Lines in the listing below that hold "AnchorService" are the ones to copy.

----

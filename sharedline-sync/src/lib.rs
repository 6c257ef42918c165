//! Pairing and stroke synchronization for Shared Line.
//!
//! Two co-located devices agree on a shared spatial anchor through a
//! realtime key-value store and then mirror each other's strokes relative
//! to it. There is no direct peer-to-peer channel: every exchange is a
//! write to the shared room record observed by the other side.
//!
//! # Components
//!
//! - **Store**: the [`RealtimeStore`] collaborator, a JSON tree with
//!   per-path child change feeds ([`MemoryStore`] for tests and simulation)
//! - **Discovery**: short-range room announcements ([`DiscoveryTransport`])
//! - **Anchors**: hosting and resolving the shared anchor ([`AnchorService`])
//! - **Upload queue**: one in-flight write per stroke, with coalescing
//! - **Room**: presence, role assignment, anchor exchange, and stroke mirroring
//! - **Pairing**: the session state machine that ties it all together
//!
//! # Pairing flow
//!
//! 1. **Discover**: both devices create a room and announce its code; the
//!    device with the larger code joins the other's room
//! 2. **Assign roles**: the larger participant id becomes the partner
//! 3. **Ready**: both users point at the same surface and confirm
//! 4. **Host**: the host creates the anchor and publishes its id
//! 5. **Resolve**: the partner resolves the id and acknowledges
//! 6. **Sync**: strokes flow both ways through the upload queue
//!
//! All inputs (store events, discovery, anchor results, user actions, timers)
//! are processed one at a time by [`PairingStateMachine`]; the upload queue is
//! the only component with work running concurrently to that loop.

pub mod anchor;
pub mod config;
pub mod discovery;
mod error;
pub mod pairing;
pub mod record;
pub mod room;
pub mod session;
pub mod state;
pub mod store;
pub mod upload;

pub use anchor::{AnchorService, AnchorSession, MemoryAnchorService};
pub use config::SessionConfig;
pub use discovery::{
    DiscoveryEvent, DiscoveryHandle, DiscoveryTransport, MemoryDiscovery, MemoryDiscoveryEndpoint,
};
pub use error::{AnchorError, SyncError, SyncResult};
pub use pairing::{
    AnchorOutcome, Collaborators, PairingStateMachine, Reachability, SessionEvent, SessionInput,
    UserAction,
};
pub use record::{AnchorRecord, ParticipantRecord, RoomAnnouncement, RoomPaths};
pub use room::{AnchorLoss, Role, RoomEvent, RoomSignal, RoomSynchronizer, compute_role};
pub use session::{PairingSession, SessionHandle};
pub use state::{ListenerId, PairingState, PairingStateHolder};
pub use store::{
    ChildEvent, ChildEventKind, ChildEventSink, MemoryConnection, MemoryStore, RealtimeStore,
    SubscriptionId,
};
pub use upload::{QueueNotification, StoreStrokeUploader, StrokeUploadQueue, StrokeUploader};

----

## RESPONSE
//! - **Anchors**: hosting and resolving the shared anchor ([`AnchorService`])
pub use anchor::{AnchorService, AnchorSession, MemoryAnchorService};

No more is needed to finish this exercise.